Martin Sumpton, a member of the community and a supporter of Wimbledon Park, has dedicated a significant portion of his retirement to opposing the AELTC’s proposals. “I have a deep fondness for the park and believe it should be preserved for all to enjoy,” he expresses.
However, Martin does have his boundaries. He departed from the planning meeting at Merton Civic Centre on Thursday evening prior to the vote, as he would have missed the final bus home if he stayed any longer due to the meeting’s prolonged duration. The meeting started at 7:15pm on Thursday and continued until nearly midnight, with interruptions from demonstrators labeling the council chamber a “climate crime scene”.
At the conclusion, members of the council cast their votes, with six in support and four against the proposal to construct a covered show court with a capacity of 8,000 seats and 38 additional grass courts on the historic parkland, originally designed by renowned landscaper Capability Brown in the 1700s.
The majority voted in favor of the yes option, despite a petition with 13,338 signatures urging to “Save Wimbledon Park” and over 2,000 letters of objection from residents in the area. Both Stephen Hammond, the Conservative MP for Wimbledon, and Fleur Anderson, the Labour MP for Putney, expressed their opposition in a rare joint statement.

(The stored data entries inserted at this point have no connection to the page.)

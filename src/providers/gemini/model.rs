use serde::{Deserialize, Serialize};

// Gemini-specific data structures for API communication

#[derive(Serialize, Debug)]
pub struct GeminiRequest {
    pub contents: Vec<GeminiContent>,
    #[serde(rename = "generationConfig")]
    pub generation_config: GenerationConfig,
}

#[derive(Serialize, Debug, Clone, PartialEq)]
pub struct GeminiContent {
    pub role: String,
    pub parts: Vec<GeminiPart>,
}

impl GeminiContent {
    pub fn text(role: impl Into<String>, text: impl Into<String>) -> Self {
        Self {
            role: role.into(),
            parts: vec![GeminiPart::Text { text: text.into() }],
        }
    }
}

/// One part of a turn: plain text or an inline base64 blob
#[derive(Serialize, Debug, Clone, PartialEq)]
#[serde(untagged)]
pub enum GeminiPart {
    Text { text: String },
    InlineData { inline_data: InlineData },
}

#[derive(Serialize, Debug, Clone, PartialEq)]
pub struct InlineData {
    pub mime_type: String,
    pub data: String,
}

#[derive(Serialize, Debug)]
pub struct GenerationConfig {
    pub temperature: f32,
    #[serde(rename = "maxOutputTokens")]
    pub max_output_tokens: u32,
    #[serde(rename = "topP")]
    pub top_p: f32,
}

// Response side is read leniently; only the text path matters

#[derive(Deserialize, Debug)]
pub struct GeminiResponse {
    #[serde(default)]
    pub candidates: Vec<GeminiCandidate>,
}

#[derive(Deserialize, Debug)]
pub struct GeminiCandidate {
    #[serde(default)]
    pub content: Option<GeminiResponseContent>,
    #[serde(rename = "finishReason", default)]
    pub finish_reason: Option<String>,
}

#[derive(Deserialize, Debug)]
pub struct GeminiResponseContent {
    #[serde(default)]
    pub parts: Option<Vec<GeminiResponsePart>>,
}

#[derive(Deserialize, Debug)]
pub struct GeminiResponsePart {
    #[serde(default)]
    pub text: Option<String>,
}
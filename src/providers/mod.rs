pub mod gemini;
pub mod openai;
pub mod registry;

use reqwest::header::{HeaderMap, HeaderName, HeaderValue};
use serde_json::Value;

use crate::{completion::CompletionRequest, config::ProviderDetail};

// Re-export registry for easier access
pub use registry::{ProviderRegistry, RegisteredProvider};

/// Nucleus sampling value sent with every request; not caller-configurable
pub const TOP_P: f32 = 0.9;

/// Provider-specific wire request produced by an adapter
///
/// Carries everything the transport needs for a single POST. Header values
/// holding credentials are marked sensitive, and query values are never
/// printed, so a request can be logged without leaking secrets.
#[derive(Clone)]
pub struct OutboundRequest {
    pub url: String,
    pub headers: HeaderMap,
    pub query: Vec<(&'static str, String)>,
    pub body: Value,
}

impl OutboundRequest {
    pub fn new(url: impl Into<String>, body: Value) -> Self {
        Self {
            url: url.into(),
            headers: HeaderMap::new(),
            query: Vec::new(),
            body,
        }
    }

    /// Attach a header; credential headers should pass `sensitive = true`
    pub fn header(mut self, name: HeaderName, value: &str, sensitive: bool) -> Result<Self, String> {
        let mut value = HeaderValue::from_str(value)
            .map_err(|_| format!("Invalid value for header {}", name))?;
        value.set_sensitive(sensitive);
        self.headers.insert(name, value);
        Ok(self)
    }

    pub fn query_param(mut self, name: &'static str, value: impl Into<String>) -> Self {
        self.query.push((name, value.into()));
        self
    }
}

impl std::fmt::Debug for OutboundRequest {
    fn fmt(&self, f: &mut std::fmt::Formatter<'_>) -> std::fmt::Result {
        let query: Vec<&str> = self.query.iter().map(|(name, _)| *name).collect();
        f.debug_struct("OutboundRequest")
            .field("url", &self.url)
            .field("headers", &self.headers)
            .field("query", &query)
            .finish_non_exhaustive()
    }
}

/// Capability set every provider family implements
///
/// Adapters are pure: building a request and reading a response never touch
/// the network. The orchestrator owns sequencing and the transport owns I/O.
pub trait ProviderAdapter: Send + Sync {
    /// Short family name used in logs
    fn family(&self) -> &'static str;

    /// Translate a generic request into this provider's wire request
    ///
    /// An `Err` is a configuration problem (for example a credential that
    /// cannot be placed in a header) and is recorded as such.
    fn build_request(
        &self,
        provider: &ProviderDetail,
        request: &CompletionRequest,
    ) -> Result<OutboundRequest, String>;

    /// Pull the generated text out of a successful response body
    ///
    /// Missing structure or empty text is an `Err`, never an empty success.
    fn extract_text(&self, body: &Value) -> Result<String, String>;
}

“We are in agreement about the significance of safeguarding our nearby natural areas, addressing the urgent issue of climate change, and thoroughly evaluating all proposed projects that may affect the constituents we serve,” they stated.
The AELTC’s construction plans will require the removal of approximately 300 trees, which has been criticized by some community members as “corporate ecocide”. The club claims that the majority of the trees are of low quality and plans to replace them with 1,500 new trees.
became effective in 1988
The legal agreement, which has been in place for 30 years, was put into effect in 1988.
In 1993, the ALETC purchased the freehold of Wimbledon Park from Merton council for £5.2m. They had plans to expand into the park, but were required to sign a covenant stating that the land could only be used for leisure, recreation, or as an open space.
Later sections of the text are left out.